El infierno como rechazo definitivo de Dios

1. Dios es Padre infinitamente bueno y misericordioso. Pero, por desgracia, el hombre, llamado a responderle en la libertad, puede elegir rechazar definitivamente su amor y su perdón, renunciando así para siempre a la comunión gozosa con él. Precisamente esta trágica situación es lo que señala la doctrina cristiana cuando habla de condenación o infierno. No se trata de un castigo de Dios infligido desde el exterior, sino del desarrollo de premisas ya puestas por el hombre en esta vida. La misma dimensión de infelicidad que conlleva esta oscura condición puede intuirse, en cierto modo, a la luz de algunas experiencias nuestras terribles, que convierten la vida, como se suele decir, en «un infierno».

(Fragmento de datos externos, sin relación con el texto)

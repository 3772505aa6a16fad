//! # Host tree
//!
//! An in-memory, DOM-shaped node arena. Bindings never touch it while
//! rendering except to create detached nodes; every change to attached
//! structure goes through a committed [`Effect`](crate::effect::Effect).
//!
//! Nodes keep a doubly linked sibling list so insertion, removal and moving a
//! run of siblings are all O(length of the run). Removed nodes stay in the
//! arena (like detached DOM nodes) and can be inserted again.

use std::fmt::Write as _;
use std::rc::Rc;

use slotmap::{SlotMap, new_key_type};
use smallvec::SmallVec;
use thiserror::Error;

new_key_type! {
    pub struct NodeId;
}

#[derive(Clone, Debug, PartialEq, Eq)]
pub enum NodeKind {
    Root,
    Element {
        tag: Rc<str>,
        attributes: SmallVec<[(Rc<str>, String); 4]>,
    },
    Text(String),
    Comment(String),
}

#[derive(Clone, Debug, Error, PartialEq, Eq)]
pub enum HostError {
    #[error("node {0:?} does not exist")]
    Missing(NodeId),
    #[error("node {0:?} is not attached to a parent")]
    Detached(NodeId),
    #[error("node {0:?} cannot hold children")]
    NotAContainer(NodeId),
    #[error("node {0:?} is not an element")]
    NotAnElement(NodeId),
    #[error("node {0:?} holds no character data")]
    NotCharacterData(NodeId),
    #[error("nodes from {start:?} do not reach {end:?} as siblings")]
    BrokenRange { start: NodeId, end: NodeId },
}

#[derive(Debug)]
struct Node {
    kind: NodeKind,
    parent: Option<NodeId>,
    first_child: Option<NodeId>,
    last_child: Option<NodeId>,
    prev_sibling: Option<NodeId>,
    next_sibling: Option<NodeId>,
}

impl Node {
    fn new(kind: NodeKind) -> Self {
        Self {
            kind,
            parent: None,
            first_child: None,
            last_child: None,
            prev_sibling: None,
            next_sibling: None,
        }
    }
}

#[derive(Debug, Default)]
pub struct HostTree {
    nodes: SlotMap<NodeId, Node>,
}

impl HostTree {
    pub fn new() -> Self {
        Self::default()
    }

    pub fn create_root(&mut self) -> NodeId {
        self.nodes.insert(Node::new(NodeKind::Root))
    }

    pub fn create_element(&mut self, tag: impl Into<Rc<str>>) -> NodeId {
        self.nodes.insert(Node::new(NodeKind::Element {
            tag: tag.into(),
            attributes: SmallVec::new(),
        }))
    }

    pub fn create_text(&mut self, text: impl Into<String>) -> NodeId {
        self.nodes.insert(Node::new(NodeKind::Text(text.into())))
    }

    pub fn create_comment(&mut self, data: impl Into<String>) -> NodeId {
        self.nodes.insert(Node::new(NodeKind::Comment(data.into())))
    }

    pub fn len(&self) -> usize {
        self.nodes.len()
    }

    pub fn is_empty(&self) -> bool {
        self.nodes.is_empty()
    }

    pub fn contains(&self, id: NodeId) -> bool {
        self.nodes.contains_key(id)
    }

    pub fn kind(&self, id: NodeId) -> Option<&NodeKind> {
        self.nodes.get(id).map(|n| &n.kind)
    }

    pub fn parent(&self, id: NodeId) -> Option<NodeId> {
        self.nodes.get(id).and_then(|n| n.parent)
    }

    pub fn next_sibling(&self, id: NodeId) -> Option<NodeId> {
        self.nodes.get(id).and_then(|n| n.next_sibling)
    }

    pub fn prev_sibling(&self, id: NodeId) -> Option<NodeId> {
        self.nodes.get(id).and_then(|n| n.prev_sibling)
    }

    pub fn first_child(&self, id: NodeId) -> Option<NodeId> {
        self.nodes.get(id).and_then(|n| n.first_child)
    }

    pub fn children(&self, id: NodeId) -> Vec<NodeId> {
        let mut out = Vec::new();
        let mut cursor = self.first_child(id);
        while let Some(child) = cursor {
            out.push(child);
            cursor = self.next_sibling(child);
        }
        out
    }

    fn node(&self, id: NodeId) -> Result<&Node, HostError> {
        self.nodes.get(id).ok_or(HostError::Missing(id))
    }

    fn node_mut(&mut self, id: NodeId) -> Result<&mut Node, HostError> {
        self.nodes.get_mut(id).ok_or(HostError::Missing(id))
    }

    fn unlink(&mut self, id: NodeId) -> Result<(), HostError> {
        let (parent, prev, next) = {
            let node = self.node(id)?;
            (node.parent, node.prev_sibling, node.next_sibling)
        };
        let Some(parent) = parent else {
            return Ok(());
        };
        match prev {
            Some(prev) => self.node_mut(prev)?.next_sibling = next,
            None => self.node_mut(parent)?.first_child = next,
        }
        match next {
            Some(next) => self.node_mut(next)?.prev_sibling = prev,
            None => self.node_mut(parent)?.last_child = prev,
        }
        let node = self.node_mut(id)?;
        node.parent = None;
        node.prev_sibling = None;
        node.next_sibling = None;
        Ok(())
    }

    fn ensure_container(&self, id: NodeId) -> Result<(), HostError> {
        match self.node(id)?.kind {
            NodeKind::Root | NodeKind::Element { .. } => Ok(()),
            _ => Err(HostError::NotAContainer(id)),
        }
    }

    pub fn append_child(&mut self, parent: NodeId, child: NodeId) -> Result<(), HostError> {
        self.ensure_container(parent)?;
        self.node(child)?;
        self.unlink(child)?;
        let last = self.node(parent)?.last_child;
        {
            let node = self.node_mut(child)?;
            node.parent = Some(parent);
            node.prev_sibling = last;
        }
        match last {
            Some(last) => self.node_mut(last)?.next_sibling = Some(child),
            None => self.node_mut(parent)?.first_child = Some(child),
        }
        self.node_mut(parent)?.last_child = Some(child);
        Ok(())
    }

    /// Inserts `child` right before `reference`, in `reference`'s parent.
    pub fn insert_before(&mut self, child: NodeId, reference: NodeId) -> Result<(), HostError> {
        if child == reference {
            return Ok(());
        }
        self.node(child)?;
        let parent = self
            .node(reference)?
            .parent
            .ok_or(HostError::Detached(reference))?;
        self.unlink(child)?;
        let prev = self.node(reference)?.prev_sibling;
        {
            let node = self.node_mut(child)?;
            node.parent = Some(parent);
            node.prev_sibling = prev;
            node.next_sibling = Some(reference);
        }
        self.node_mut(reference)?.prev_sibling = Some(child);
        match prev {
            Some(prev) => self.node_mut(prev)?.next_sibling = Some(child),
            None => self.node_mut(parent)?.first_child = Some(child),
        }
        Ok(())
    }

    pub fn remove(&mut self, id: NodeId) -> Result<(), HostError> {
        self.node(id)?;
        self.unlink(id)
    }

    /// Siblings from `start` through `end`, inclusive.
    pub fn range(&self, start: NodeId, end: NodeId) -> Result<Vec<NodeId>, HostError> {
        let mut out = vec![start];
        let mut cursor = start;
        while cursor != end {
            cursor = self
                .node(cursor)?
                .next_sibling
                .ok_or(HostError::BrokenRange { start, end })?;
            out.push(cursor);
        }
        Ok(out)
    }

    pub fn move_range_before(
        &mut self,
        start: NodeId,
        end: NodeId,
        reference: NodeId,
    ) -> Result<(), HostError> {
        let nodes = self.range(start, end)?;
        if nodes.contains(&reference) {
            return Ok(());
        }
        for node in nodes {
            self.insert_before(node, reference)?;
        }
        Ok(())
    }

    pub fn remove_range(&mut self, start: NodeId, end: NodeId) -> Result<(), HostError> {
        for node in self.range(start, end)? {
            self.unlink(node)?;
        }
        Ok(())
    }

    /// Unlinks `id` and frees it together with its whole subtree. The freed
    /// ids are dead afterwards; use `remove` for nodes that may come back.
    pub fn destroy(&mut self, id: NodeId) -> Result<(), HostError> {
        self.unlink(id)?;
        let mut pending = vec![id];
        while let Some(id) = pending.pop() {
            let Some(node) = self.nodes.remove(id) else {
                continue;
            };
            let mut child = node.first_child;
            while let Some(c) = child {
                pending.push(c);
                child = self.nodes.get(c).and_then(|n| n.next_sibling);
            }
        }
        Ok(())
    }

    pub fn destroy_range(&mut self, start: NodeId, end: NodeId) -> Result<(), HostError> {
        for node in self.range(start, end)? {
            self.destroy(node)?;
        }
        Ok(())
    }

    pub fn set_attribute(
        &mut self,
        id: NodeId,
        name: &str,
        value: impl Into<String>,
    ) -> Result<(), HostError> {
        match &mut self.node_mut(id)?.kind {
            NodeKind::Element { attributes, .. } => {
                let value = value.into();
                match attributes.iter_mut().find(|(n, _)| &**n == name) {
                    Some((_, v)) => *v = value,
                    None => attributes.push((Rc::from(name), value)),
                }
                Ok(())
            }
            _ => Err(HostError::NotAnElement(id)),
        }
    }

    pub fn remove_attribute(&mut self, id: NodeId, name: &str) -> Result<(), HostError> {
        match &mut self.node_mut(id)?.kind {
            NodeKind::Element { attributes, .. } => {
                attributes.retain(|(n, _)| &**n != name);
                Ok(())
            }
            _ => Err(HostError::NotAnElement(id)),
        }
    }

    pub fn attribute(&self, id: NodeId, name: &str) -> Option<&str> {
        match self.kind(id)? {
            NodeKind::Element { attributes, .. } => attributes
                .iter()
                .find(|(n, _)| &**n == name)
                .map(|(_, v)| v.as_str()),
            _ => None,
        }
    }

    pub fn set_text(&mut self, id: NodeId, text: impl Into<String>) -> Result<(), HostError> {
        match &mut self.node_mut(id)?.kind {
            NodeKind::Text(t) | NodeKind::Comment(t) => {
                *t = text.into();
                Ok(())
            }
            _ => Err(HostError::NotCharacterData(id)),
        }
    }

    /// Concatenated text of all descendant text nodes.
    pub fn text_content(&self, id: NodeId) -> String {
        let mut out = String::new();
        self.collect_text(id, &mut out);
        out
    }

    fn collect_text(&self, id: NodeId, out: &mut String) {
        match self.kind(id) {
            Some(NodeKind::Text(t)) => out.push_str(t),
            Some(NodeKind::Root | NodeKind::Element { .. }) => {
                for child in self.children(id) {
                    self.collect_text(child, out);
                }
            }
            _ => {}
        }
    }

    /// Markup for the subtree at `id`. A root renders only its children;
    /// comments render as `<!--data-->`.
    pub fn to_html(&self, id: NodeId) -> String {
        let mut out = String::new();
        self.write_html(id, &mut out);
        out
    }

    fn write_html(&self, id: NodeId, out: &mut String) {
        match self.kind(id) {
            None => {}
            Some(NodeKind::Root) => {
                for child in self.children(id) {
                    self.write_html(child, out);
                }
            }
            Some(NodeKind::Element { tag, attributes }) => {
                let _ = write!(out, "<{tag}");
                for (name, value) in attributes {
                    if value.is_empty() {
                        let _ = write!(out, " {name}");
                    } else {
                        let _ = write!(out, " {name}=\"{value}\"");
                    }
                }
                out.push('>');
                for child in self.children(id) {
                    self.write_html(child, out);
                }
                let _ = write!(out, "</{tag}>");
            }
            Some(NodeKind::Text(t)) => out.push_str(t),
            Some(NodeKind::Comment(data)) => {
                let _ = write!(out, "<!--{data}-->");
            }
        }
    }
}

#[cfg(test)]
mod tests {
    use super::*;

    fn letters(tree: &mut HostTree, parent: NodeId, text: &str) -> Vec<NodeId> {
        text.chars()
            .map(|c| {
                let id = tree.create_text(c.to_string());
                tree.append_child(parent, id).unwrap();
                id
            })
            .collect()
    }

    #[test]
    fn insert_before_relinks_siblings() {
        let mut tree = HostTree::new();
        let root = tree.create_root();
        let ids = letters(&mut tree, root, "abc");
        let x = tree.create_text("x");
        tree.insert_before(x, ids[1]).unwrap();
        assert_eq!(tree.to_html(root), "axbc");

        // moving an attached node relinks it
        tree.insert_before(ids[2], ids[0]).unwrap();
        assert_eq!(tree.to_html(root), "caxb");
        assert_eq!(tree.first_child(root), Some(ids[2]));
    }

    #[test]
    fn insert_before_detached_reference_fails() {
        let mut tree = HostTree::new();
        let a = tree.create_text("a");
        let b = tree.create_text("b");
        assert_eq!(tree.insert_before(a, b), Err(HostError::Detached(b)));
    }

    #[test]
    fn move_and_remove_ranges() {
        let mut tree = HostTree::new();
        let root = tree.create_root();
        let ids = letters(&mut tree, root, "abcde");

        tree.move_range_before(ids[3], ids[4], ids[0]).unwrap();
        assert_eq!(tree.to_html(root), "deabc");

        tree.remove_range(ids[0], ids[1]).unwrap();
        assert_eq!(tree.to_html(root), "dec");
        assert!(tree.parent(ids[0]).is_none());

        // reinserting a removed node works
        tree.append_child(root, ids[0]).unwrap();
        assert_eq!(tree.to_html(root), "deca");
    }

    #[test]
    fn destroy_range_frees_subtrees() {
        let mut tree = HostTree::new();
        let root = tree.create_root();
        let ids = letters(&mut tree, root, "ab");
        let li = tree.create_element("li");
        tree.insert_before(li, ids[1]).unwrap();
        letters(&mut tree, li, "xyz");
        assert_eq!(tree.len(), 7);

        tree.destroy_range(ids[0], li).unwrap();
        assert_eq!(tree.to_html(root), "b");
        assert_eq!(tree.len(), 2);
        assert!(!tree.contains(li));
        assert_eq!(tree.remove(ids[0]), Err(HostError::Missing(ids[0])));

        // a detached node can be destroyed too
        let loose = tree.create_comment("");
        tree.destroy(loose).unwrap();
        assert_eq!(tree.len(), 2);
    }

    #[test]
    fn broken_range_is_reported() {
        let mut tree = HostTree::new();
        let root = tree.create_root();
        let ids = letters(&mut tree, root, "ab");
        assert_eq!(
            tree.range(ids[1], ids[0]),
            Err(HostError::BrokenRange {
                start: ids[1],
                end: ids[0]
            })
        );
    }

    #[test]
    fn html_serialisation() {
        let mut tree = HostTree::new();
        let root = tree.create_root();
        let ul = tree.create_element("ul");
        tree.append_child(root, ul).unwrap();
        tree.set_attribute(ul, "class", "items").unwrap();
        tree.set_attribute(ul, "hidden", "").unwrap();
        let li = tree.create_element("li");
        tree.append_child(ul, li).unwrap();
        let t = tree.create_text("one");
        tree.append_child(li, t).unwrap();
        let marker = tree.create_comment("");
        tree.append_child(ul, marker).unwrap();

        assert_eq!(
            tree.to_html(root),
            "<ul class=\"items\" hidden><li>one</li><!----></ul>"
        );
        assert_eq!(tree.text_content(root), "one");

        tree.remove_attribute(ul, "hidden").unwrap();
        assert_eq!(tree.attribute(ul, "class"), Some("items"));
        assert_eq!(tree.attribute(ul, "hidden"), None);
    }
}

Con todo, en sentido teológico, el infierno es algo muy diferente: es la última consecuencia del pecado mismo, que se vuelve contra quien lo ha cometido. Es la situación en que se sitúa definitivamente quien rechaza la misericordia del Padre incluso en el último instante de su vida.

2. Para describir esta realidad, la sagrada Escritura utiliza un lenguaje simbólico, que se precisará progresivamente. En el Antiguo Testamento, la condición de los muertos no estaba aún plenamente iluminada por la Revelación. En efecto, por lo general, se pensaba que los muertos se reunían en el sheol, un lugar de tinieblas (cf. Ez 28,8 Ez 31,14 Jb 10,21 ss; Jb 38,17 Ps 30,10 Ps 88,7 Ps 88,13), una fosa de la que no se puede salir (cf. Jb 7,9), un lugar en el que no es posible dar gloria a Dios (cf. Is 38,18 Ps 6,6).

El Nuevo Testamento proyecta nueva luz sobre la condición de los muertos, sobre todo anunciando que Cristo, con su resurrección, ha vencido la muerte y ha extendido su poder liberador también en el reino de los muertos.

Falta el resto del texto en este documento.